Покаюсь: я немного отвлеклась от изоляции и написала пьесу. Писать пьесу — изоляция и есть. Так что это трюк. Наверно, трюк. Подмена. Как остранение наоборот (на 180 градусов). Напоминать излишне: суть остранения — смотришь на привычное глазами инопланетянина. Суть этой непонятной безымянной оптики, о которой я сейчас, — в том, что чрезвычайное приравниваешь к тому, что есть в опыте. Ходишь кругами по комнате. Чураешься людей, особенно близких — тех, кто могут выбить из состояния сильней всего. Обращаешься в орган восприятия: прислушиваешься. В театр — не идешь. Не накрасив ресниц, спускаешься в гастроном и выбросить мусор. Так пишешь пьесу (так живешь в том периоде, когда пишешь пьесу, ходишь (кругами) без маски, а не наряжаешься в маски, чтоб казать нос в мир). Так живешь в изоляции. Да нет, все не так.

Писать подобный текст — как философствовать во время войны из глубокого тыла.
Самоизоляция. Вып.1 — Как провести время с самим собой? Самоизоляция. Вып.1 — Как провести время с самим собой?

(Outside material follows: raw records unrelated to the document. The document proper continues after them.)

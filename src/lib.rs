//! Low-latency, thread-safe WebSocket client engine
//!
//! Client-side RFC 6455 over plain TCP or rustls, with a blocking I/O thread
//! per connection, a heartbeat timer, a mutex-serialized direct send path and
//! a lock-free queue for fire-and-forget sends.

pub mod core;
pub mod infrastructure;
pub mod ws;

#[cfg(test)]
pub mod test_utils;

// Re-export commonly used types
pub use crate::core::{CloseCode, Endpoint, Frame, FrameCodec, Opcode};
pub use infrastructure::config::{Config, PingConfig, PingMode, WebSocketConfig};
pub use ws::{ConnectionState, WebSocket};

use std::fmt;
use thiserror::Error;

/// Numeric error taxonomy reported through `on_error`
#[derive(Debug, Clone, Copy, PartialEq, Eq, Hash)]
#[repr(u16)]
pub enum ErrorCode {
    ConnectionFailed = 1001,
    HandshakeFailed = 1002,
    Timeout = 1003,
    InvalidUrl = 1004,
    TlsError = 1005,
    SendFailed = 1006,
    ReceiveFailed = 1007,
    MessageTooLarge = 1008,
    InvalidFrame = 1009,
    PingTimeout = 1010,
    Disconnected = 1011,
}

impl ErrorCode {
    /// Numeric value of the code
    #[inline(always)]
    pub const fn as_u16(self) -> u16 {
        self as u16
    }

    pub const fn name(self) -> &'static str {
        match self {
            ErrorCode::ConnectionFailed => "ConnectionFailed",
            ErrorCode::HandshakeFailed => "HandshakeFailed",
            ErrorCode::Timeout => "Timeout",
            ErrorCode::InvalidUrl => "InvalidUrl",
            ErrorCode::TlsError => "TlsError",
            ErrorCode::SendFailed => "SendFailed",
            ErrorCode::ReceiveFailed => "ReceiveFailed",
            ErrorCode::MessageTooLarge => "MessageTooLarge",
            ErrorCode::InvalidFrame => "InvalidFrame",
            ErrorCode::PingTimeout => "PingTimeout",
            ErrorCode::Disconnected => "Disconnected",
        }
    }
}

impl fmt::Display for ErrorCode {
    fn fmt(&self, f: &mut fmt::Formatter<'_>) -> fmt::Result {
        write!(f, "{} ({})", self.name(), self.as_u16())
    }
}

/// Main error type for the WebSocket engine
#[derive(Error, Debug)]
pub enum WsError {
    #[error("Connection failed: {0}")]
    ConnectionFailed(String),

    #[error("Handshake failed: {0}")]
    HandshakeFailed(String),

    #[error("Timeout: {0}")]
    Timeout(String),

    #[error("Invalid URL: {0}")]
    InvalidUrl(String),

    #[error("TLS error: {0}")]
    Tls(String),

    #[error("Send failed: {0}")]
    SendFailed(String),

    #[error("Receive failed: {0}")]
    ReceiveFailed(String),

    #[error("Message too large: {size} bytes (max: {max})")]
    MessageTooLarge { size: u64, max: usize },

    #[error("Invalid frame: {0}")]
    InvalidFrame(String),

    #[error("Pong timeout after {0:?}")]
    PingTimeout(std::time::Duration),

    #[error("Not connected")]
    Disconnected,
}

impl WsError {
    /// Error code reported to `on_error`
    pub fn code(&self) -> ErrorCode {
        match self {
            WsError::ConnectionFailed(_) => ErrorCode::ConnectionFailed,
            WsError::HandshakeFailed(_) => ErrorCode::HandshakeFailed,
            WsError::Timeout(_) => ErrorCode::Timeout,
            WsError::InvalidUrl(_) => ErrorCode::InvalidUrl,
            WsError::Tls(_) => ErrorCode::TlsError,
            WsError::SendFailed(_) => ErrorCode::SendFailed,
            WsError::ReceiveFailed(_) => ErrorCode::ReceiveFailed,
            WsError::MessageTooLarge { .. } => ErrorCode::MessageTooLarge,
            WsError::InvalidFrame(_) => ErrorCode::InvalidFrame,
            WsError::PingTimeout(_) => ErrorCode::PingTimeout,
            WsError::Disconnected => ErrorCode::Disconnected,
        }
    }

    /// Close code sent to the peer when this error ends a session
    pub fn close_code(&self) -> CloseCode {
        match self {
            WsError::InvalidFrame(_) => CloseCode::ProtocolError,
            WsError::MessageTooLarge { .. } => CloseCode::MessageTooBig,
            WsError::Tls(_) => CloseCode::TlsHandshake,
            _ => CloseCode::AbnormalClosure,
        }
    }
}

/// Result type alias
pub type Result<T> = std::result::Result<T, WsError>;

#[cfg(test)]
mod tests {
    use super::*;

    #[test]
    fn test_error_codes_match_wire_values() {
        assert_eq!(ErrorCode::ConnectionFailed.as_u16(), 1001);
        assert_eq!(ErrorCode::InvalidUrl.as_u16(), 1004);
        assert_eq!(ErrorCode::PingTimeout.as_u16(), 1010);
        assert_eq!(ErrorCode::Disconnected.as_u16(), 1011);
    }

    #[test]
    fn test_error_to_code_mapping() {
        let err = WsError::MessageTooLarge { size: 20, max: 10 };
        assert_eq!(err.code(), ErrorCode::MessageTooLarge);
        assert_eq!(err.close_code(), CloseCode::MessageTooBig);

        let err = WsError::InvalidFrame("reserved bits set".to_string());
        assert_eq!(err.code(), ErrorCode::InvalidFrame);
        assert_eq!(err.close_code(), CloseCode::ProtocolError);

        assert_eq!(WsError::Disconnected.close_code(), CloseCode::AbnormalClosure);
    }

    #[test]
    fn test_error_display() {
        let err = WsError::MessageTooLarge { size: 20, max: 10 };
        assert_eq!(err.to_string(), "Message too large: 20 bytes (max: 10)");
        assert_eq!(WsError::Disconnected.to_string(), "Not connected");
        assert_eq!(ErrorCode::Timeout.to_string(), "Timeout (1003)");
    }
}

«Хочется каяться», — как говорила Маша. Все самые прекрасные интеллектуалы говорят (в том числе и в выпусках «Сеанса» «Самоизоляция», которые читаю непременно) о необходимости немоты; тишины; паузы; чувственного созерцания мира-и-себя (да-да, несомненно!). О дурноте тона артикулировать сейчас что-то на злобу дня. Артикулировать изнутри момента. Да! В этом есть абсолютная правда. (Поэтому, кстати, так трудно, так неловко вот этот текст писать). Но я не интеллектуал, я сочувствующий (правда). Я написала пьесу. С художественными текстами проще — в них обобщение и дистанция, и никакого (или как будто бы никакого) «я». Не писала пьес с осени. Ужасно же много было дел в городе и мире. Ужасно много предлогов заняться чем-то текущим, чем-то совместным, и не проваливаться в эту шизофреничную, клаустрофобическую изоляцию — писать пьесу. Дихотомия автор/персонаж. В прошлой жизни, полной соблазнов и искусов, велика была опасность и удовольствие вращаться и кружиться персонажем. Откладывать (ну, вот еще чуть-чуть и да).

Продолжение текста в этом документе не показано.